Task details
Each line that contains "rendering" needs to be copied from the listing.

Given data
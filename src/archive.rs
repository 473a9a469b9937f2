//! Archive channel: where yesterday's snapshot can be recovered from when the
//! local store does not have it.
//!
//! Every run mails the raw snapshot to itself under a subject built by
//! [`archive_subject`]. Two transports can read those messages back:
//!
//! - [`MaildirArchive`]: a directory of exported `.eml` files (e.g. a synced
//!   "Sent" folder, or the outbox this crate writes)
//! - [`HttpArchive`]: a JSON endpoint in front of the mail store

use crate::error::{ReportError, Result};
use crate::locator::is_snapshot_file;
use base64::Engine;
use chrono::{DateTime, NaiveDate, Utc};
use mailparse::{MailHeaderMap, ParsedMail};
use reqwest::blocking::Client;
use reqwest::StatusCode;
use serde::Deserialize;
use std::io::Write;
use std::path::{Path, PathBuf};
use std::time::Duration;
use tracing::{debug, info, warn};

/// Subject line of the self-addressed archive message for `date`.
pub fn archive_subject(date: NaiveDate) -> String {
    format!("DATA ARCHIVE - {}", date.format("%Y-%m-%d"))
}

#[derive(Debug, Clone, PartialEq)]
pub struct Attachment {
    pub filename: String,
    pub payload: Vec<u8>,
}

#[derive(Debug, Clone, PartialEq)]
pub struct ArchiveRecord {
    pub subject: String,
    pub sent_at: Option<DateTime<Utc>>,
    pub attachments: Vec<Attachment>,
}

pub trait ArchiveChannel {
    /// Records whose subject matches `subject_key`, newest first, at most `limit`.
    fn list_records(&self, subject_key: &str, limit: usize) -> Result<Vec<ArchiveRecord>>;

    fn fetch_latest_matching(&self, subject_key: &str) -> Result<Option<ArchiveRecord>> {
        Ok(self.list_records(subject_key, 1)?.into_iter().next())
    }
}

fn subject_matches(subject: &str, key: &str) -> bool {
    // Same semantics as an IMAP SUBJECT search: case-insensitive substring.
    subject.to_lowercase().contains(&key.trim().to_lowercase())
}

fn newest_first(records: &mut [ArchiveRecord]) {
    records.sort_by(|a, b| b.sent_at.cmp(&a.sent_at));
}

/// Reads `.eml` files from a directory.
pub struct MaildirArchive {
    dir: PathBuf,
}

impl MaildirArchive {
    pub fn new(dir: impl Into<PathBuf>) -> Self {
        Self { dir: dir.into() }
    }

    fn read_message(path: &Path) -> Result<Option<ArchiveRecord>> {
        let bytes = std::fs::read(path).map_err(|e| ReportError::io(path, e))?;
        let mail = mailparse::parse_mail(&bytes)
            .map_err(|e| ReportError::RemoteFetch(format!("{}: {}", path.display(), e)))?;
        let Some(subject) = mail.headers.get_first_value("Subject") else {
            return Ok(None);
        };
        let sent_at = mail
            .headers
            .get_first_value("Date")
            .and_then(|d| mailparse::dateparse(&d).ok())
            .and_then(|secs| DateTime::<Utc>::from_timestamp(secs, 0))
            .or_else(|| {
                std::fs::metadata(path)
                    .and_then(|m| m.modified())
                    .ok()
                    .map(DateTime::<Utc>::from)
            });
        let mut attachments = Vec::new();
        collect_attachments(&mail, &mut attachments)?;
        Ok(Some(ArchiveRecord {
            subject: subject.trim().to_string(),
            sent_at,
            attachments,
        }))
    }
}

fn collect_attachments(part: &ParsedMail<'_>, out: &mut Vec<Attachment>) -> Result<()> {
    let disposition = part.get_content_disposition();
    let filename = disposition
        .params
        .get("filename")
        .or_else(|| part.ctype.params.get("name"))
        .cloned();
    if let Some(filename) = filename {
        let payload = part
            .get_body_raw()
            .map_err(|e| ReportError::RemoteFetch(format!("attachment {}: {}", filename, e)))?;
        out.push(Attachment {
            filename: filename.trim().to_string(),
            payload,
        });
    }
    for sub in &part.subparts {
        collect_attachments(sub, out)?;
    }
    Ok(())
}

impl ArchiveChannel for MaildirArchive {
    fn list_records(&self, subject_key: &str, limit: usize) -> Result<Vec<ArchiveRecord>> {
        let listing = std::fs::read_dir(&self.dir).map_err(|e| ReportError::io(&self.dir, e))?;
        let mut records = Vec::new();
        for item in listing {
            let path = item.map_err(|e| ReportError::io(&self.dir, e))?.path();
            let is_eml = path
                .extension()
                .map(|e| e.eq_ignore_ascii_case("eml"))
                .unwrap_or(false);
            if !is_eml {
                continue;
            }
            match Self::read_message(&path) {
                Ok(Some(record)) if subject_matches(&record.subject, subject_key) => {
                    records.push(record)
                }
                Ok(_) => {}
                Err(e) => warn!("Skipping unreadable archive message: {}", e),
            }
        }
        newest_first(&mut records);
        records.truncate(limit);
        debug!(
            "{} archive message(s) match '{}' in {}",
            records.len(),
            subject_key,
            self.dir.display()
        );
        Ok(records)
    }
}

#[derive(Debug, Deserialize)]
struct RecordsResponse {
    records: Vec<RemoteRecord>,
}

#[derive(Debug, Deserialize)]
struct RemoteRecord {
    subject: String,
    #[serde(default)]
    sent_at: Option<DateTime<Utc>>,
    #[serde(default)]
    attachments: Vec<RemoteAttachment>,
}

#[derive(Debug, Deserialize)]
struct RemoteAttachment {
    filename: String,
    content_base64: String,
}

/// `GET <base>/records?subject=<key>&limit=<n>` against an archive service.
pub struct HttpArchive {
    client: Client,
    base_url: String,
    token: Option<String>,
}

impl HttpArchive {
    pub fn new(base_url: &str, token: Option<String>, timeout: Duration) -> Result<Self> {
        let client = Client::builder()
            .connect_timeout(timeout)
            .timeout(timeout)
            .build()
            .map_err(|e| ReportError::Config(format!("archive HTTP client: {e}")))?;
        Ok(Self {
            client,
            base_url: base_url.trim_end_matches('/').to_string(),
            token,
        })
    }

    fn request(&self, subject_key: &str, limit: usize) -> Result<Vec<RemoteRecord>> {
        let limit = limit.to_string();
        let mut req = self
            .client
            .get(format!("{}/records", self.base_url))
            .query(&[("subject", subject_key), ("limit", limit.as_str())]);
        if let Some(token) = &self.token {
            req = req.bearer_auth(token);
        }
        let resp = req
            .send()
            .map_err(|e| ReportError::RemoteFetch(format!("archive request failed: {e}")))?;
        if resp.status() == StatusCode::NOT_FOUND {
            return Ok(Vec::new());
        }
        if !resp.status().is_success() {
            return Err(ReportError::RemoteFetch(format!(
                "archive request failed with status {}",
                resp.status()
            )));
        }
        let body: RecordsResponse = resp
            .json()
            .map_err(|e| ReportError::RemoteFetch(format!("invalid archive response: {e}")))?;
        Ok(body.records)
    }
}

impl ArchiveChannel for HttpArchive {
    fn list_records(&self, subject_key: &str, limit: usize) -> Result<Vec<ArchiveRecord>> {
        let remote = match self.request(subject_key, limit) {
            Ok(r) => r,
            Err(first) => {
                warn!("{}; retrying once", first);
                self.request(subject_key, limit)?
            }
        };
        let mut records = Vec::with_capacity(remote.len());
        for r in remote {
            let mut attachments = Vec::with_capacity(r.attachments.len());
            for a in r.attachments {
                let payload = base64::engine::general_purpose::STANDARD
                    .decode(a.content_base64.trim())
                    .map_err(|e| {
                        ReportError::RemoteFetch(format!("attachment {}: {e}", a.filename))
                    })?;
                attachments.push(Attachment {
                    filename: a.filename,
                    payload,
                });
            }
            records.push(ArchiveRecord {
                subject: r.subject,
                sent_at: r.sent_at,
                attachments,
            });
        }
        records.retain(|r| subject_matches(&r.subject, subject_key));
        newest_first(&mut records);
        records.truncate(limit);
        Ok(records)
    }
}

/// Persist the first snapshot-like attachment of `record` into `store`.
///
/// The store is append-only. When a file of the same name is already there the
/// attachment is not restored and `None` is returned: the local file holds
/// other data (possibly the current snapshot).
pub fn restore_snapshot(record: &ArchiveRecord, store: &Path) -> Result<Option<PathBuf>> {
    let Some((attachment, name)) = record.attachments.iter().find_map(|a| {
        let name = Path::new(&a.filename).file_name()?.to_owned();
        is_snapshot_file(Path::new(&name)).then_some((a, name))
    }) else {
        return Ok(None);
    };
    std::fs::create_dir_all(store).map_err(|e| ReportError::io(store, e))?;
    let path = store.join(name);
    match std::fs::OpenOptions::new()
        .write(true)
        .create_new(true)
        .open(&path)
    {
        Ok(mut file) => {
            file.write_all(&attachment.payload)
                .map_err(|e| ReportError::io(&path, e))?;
            info!("Restored historical file: {}", path.display());
            Ok(Some(path))
        }
        Err(e) if e.kind() == std::io::ErrorKind::AlreadyExists => {
            warn!(
                "Archived {} collides with an existing file in the store; not restored",
                path.display()
            );
            Ok(None)
        }
        Err(e) => Err(ReportError::io(&path, e)),
    }
}
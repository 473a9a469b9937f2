//! Utility helpers for parsing and formatting.
//!
//! This module centralizes all the "dirty" CSV/number/date handling so the
//! rest of the code can assume clean, typed values.
use chrono::{NaiveDate, NaiveDateTime};
use num_format::{Locale, ToFormattedString};
use once_cell::sync::Lazy;
use regex::Regex;

const CURRENCY_SYMBOLS: [char; 4] = ['$', '€', '£', '¥'];

// Order matters: chrono's `%Y` accepts any digit count, so `3/5/24` would
// read as year 3 under `%Y/%m/%d` and `%m/%d/%Y` would read `24` as year 24.
const DATE_FORMATS: [&str; 6] = [
    "%Y-%m-%d",
    "%m/%d/%y",
    "%m/%d/%Y",
    "%Y/%m/%d",
    "%d-%b-%Y",
    "%b %d, %Y",
];

const DATETIME_FORMATS: [&str; 3] = ["%Y-%m-%d %H:%M:%S", "%Y-%m-%d %H:%M", "%Y-%m-%dT%H:%M:%S"];

static DATE_TOKEN: Lazy<Regex> =
    Lazy::new(|| Regex::new(r"(\d{4}-\d{2}-\d{2})").expect("date token pattern is valid"));

/// Parse a currency-like cell into `f64`.
///
/// - Accepts `Option<&str>` so callers can pass through optional fields.
/// - Trims whitespace and strips currency symbols and thousands separators.
/// - `(1,234)` is read as an accounting negative.
/// - Rejects anything with alphabetic characters left over.
/// - Returns `None` for anything that cannot be safely parsed.
pub fn parse_currency(s: Option<&str>) -> Option<f64> {
    let s = s?.trim();
    if s.is_empty() {
        return None;
    }
    let (negate, body) = match s.strip_prefix('(').and_then(|r| r.strip_suffix(')')) {
        Some(inner) => (true, inner),
        None => (false, s),
    };
    let cleaned: String = body
        .chars()
        .filter(|c| !CURRENCY_SYMBOLS.contains(c) && *c != ',' && !c.is_whitespace())
        .collect();
    if cleaned.is_empty() || cleaned.chars().any(|c| c.is_alphabetic()) {
        return None;
    }
    let v = cleaned.parse::<f64>().ok()?;
    if !v.is_finite() {
        return None;
    }
    Some(if negate { -v } else { v })
}

/// Parse a date cell in any of the layouts daily exports are known to use.
pub fn parse_date_flexible(s: Option<&str>) -> Option<NaiveDate> {
    let s = s?.trim();
    if s.is_empty() {
        return None;
    }
    DATE_FORMATS
        .iter()
        .find_map(|fmt| NaiveDate::parse_from_str(s, fmt).ok())
        .or_else(|| {
            DATETIME_FORMATS
                .iter()
                .find_map(|fmt| NaiveDateTime::parse_from_str(s, fmt).ok())
                .map(|dt| dt.date())
        })
}

/// Find the first `YYYY-MM-DD` token in an identifier such as a file name.
///
/// Tokens that look right but are not real calendar dates (`2024-13-40`) are
/// skipped in favour of a later valid one.
pub fn extract_date_token(text: &str) -> Option<NaiveDate> {
    DATE_TOKEN
        .captures_iter(text)
        .find_map(|c| NaiveDate::parse_from_str(&c[1], "%Y-%m-%d").ok())
}

pub fn format_number(n: f64, decimals: usize) -> String {
    // Format a floating-point value with:
    // - a fixed number of decimal places, and
    // - locale-aware thousands separators (e.g., `1,234,567.89`).
    let abs_n = n.abs();
    // First, format to a plain fixed-decimal string like `1234567.89`.
    let s = format!("{:.*}", decimals, abs_n);
    let mut parts = s.split('.');
    let int_part = parts.next().unwrap_or("0");
    let frac_part = parts.next();
    // Use `num-format` to insert commas into the integer portion. Past u128
    // the digits are grouped by hand rather than lost.
    let mut res = match int_part.parse::<u128>() {
        Ok(v) => v.to_formatted_string(&Locale::en),
        Err(_) => group_thousands(int_part),
    };
    if let Some(frac) = frac_part {
        if decimals > 0 {
            res.push('.');
            res.push_str(frac);
        }
    }
    // A value that rounds to zero is printed unsigned.
    let rounds_to_zero = s.chars().all(|c| c == '0' || c == '.');
    if n < 0.0 && !rounds_to_zero {
        format!("-{}", res)
    } else {
        res
    }
}

fn group_thousands(digits: &str) -> String {
    let mut out = String::with_capacity(digits.len() + digits.len() / 3);
    for (i, c) in digits.chars().enumerate() {
        if i > 0 && (digits.len() - i) % 3 == 0 {
            out.push(',');
        }
        out.push(c);
    }
    out
}

/// `$1,234` style rendering; the sign goes in front of the symbol.
pub fn format_currency(n: f64, decimals: usize) -> String {
    let body = format_number(n, decimals);
    match body.strip_prefix('-') {
        Some(abs) => format!("-${}", abs),
        None => format!("${}", body),
    }
}

/// Whole-unit rendering of a count; fractional parts are truncated.
pub fn format_whole(n: f64) -> String {
    (n.trunc() as i64).to_string()
}

/// Signed whole-unit rendering (`+3`, `-2`, `+0`).
pub fn format_signed(n: f64) -> String {
    format!("{:+}", n.trunc() as i64)
}

pub fn format_int<T>(n: T) -> String
where
    T: ToFormattedString,
{
    // Thin wrapper around `num-format` for integer-like values. This is used
    // for counts in log messages (e.g., `9,855 rows loaded`).
    n.to_formatted_string(&Locale::en)
}
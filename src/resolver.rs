//! Finding the snapshot taken the day before the report date.

use crate::archive::{archive_subject, restore_snapshot, ArchiveChannel};
use crate::error::Result;
use crate::types::SnapshotEntry;
use chrono::{Days, NaiveDate};
use std::path::{Path, PathBuf};
use tracing::{info, warn};

#[derive(Debug, Clone, PartialEq, Eq)]
pub enum PreviousSnapshot {
    Local(PathBuf),
    Restored(PathBuf),
}

impl PreviousSnapshot {
    pub fn path(&self) -> &Path {
        match self {
            PreviousSnapshot::Local(p) | PreviousSnapshot::Restored(p) => p,
        }
    }
}

pub fn previous_day(report_date: NaiveDate) -> NaiveDate {
    report_date
        .checked_sub_days(Days::new(1))
        .unwrap_or(report_date)
}

/// A local snapshot whose file name carries `target`, other than `current`.
///
/// `entries` is expected newest first; the first match wins.
pub fn find_local<'a>(
    entries: &'a [SnapshotEntry],
    current: &SnapshotEntry,
    target: NaiveDate,
) -> Option<&'a SnapshotEntry> {
    let token = target.format("%Y-%m-%d").to_string();
    entries
        .iter()
        .find(|e| e.path != current.path && e.file_name().contains(&token))
}

pub struct Resolver<'a> {
    store: &'a Path,
    channel: Option<&'a dyn ArchiveChannel>,
}

impl<'a> Resolver<'a> {
    pub fn new(store: &'a Path, channel: Option<&'a dyn ArchiveChannel>) -> Self {
        Self { store, channel }
    }

    /// Local store first, then the archive channel. Any failure on the remote
    /// path is logged and treated as "no previous snapshot".
    pub fn resolve(
        &self,
        report_date: NaiveDate,
        entries: &[SnapshotEntry],
        current: &SnapshotEntry,
    ) -> Option<PreviousSnapshot> {
        let target = previous_day(report_date);
        if let Some(found) = find_local(entries, current, target) {
            info!("Comparing against local snapshot {}", found.path.display());
            return Some(PreviousSnapshot::Local(found.path.clone()));
        }
        let Some(channel) = self.channel else {
            info!("No local snapshot for {} and no archive configured", target);
            return None;
        };
        match self.fetch_remote(channel, target) {
            Ok(Some(path)) => Some(PreviousSnapshot::Restored(path)),
            Ok(None) => {
                info!("No archived snapshot for {}", target);
                None
            }
            Err(e) => {
                warn!("Could not fetch archived snapshot for {}: {}", target, e);
                None
            }
        }
    }

    fn fetch_remote(&self, channel: &dyn ArchiveChannel, target: NaiveDate) -> Result<Option<PathBuf>> {
        let subject = archive_subject(target);
        info!("Searching archive for '{}'", subject);
        match channel.fetch_latest_matching(&subject)? {
            Some(record) => restore_snapshot(&record, self.store),
            None => Ok(None),
        }
    }
}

Result of this task
/// `$1,234` style rendering; the sign goes in front of the symbol.
/// Whole-unit rendering of a count; fractional parts are truncated.
/// Signed whole-unit rendering (`+3`, `-2`, `+0`).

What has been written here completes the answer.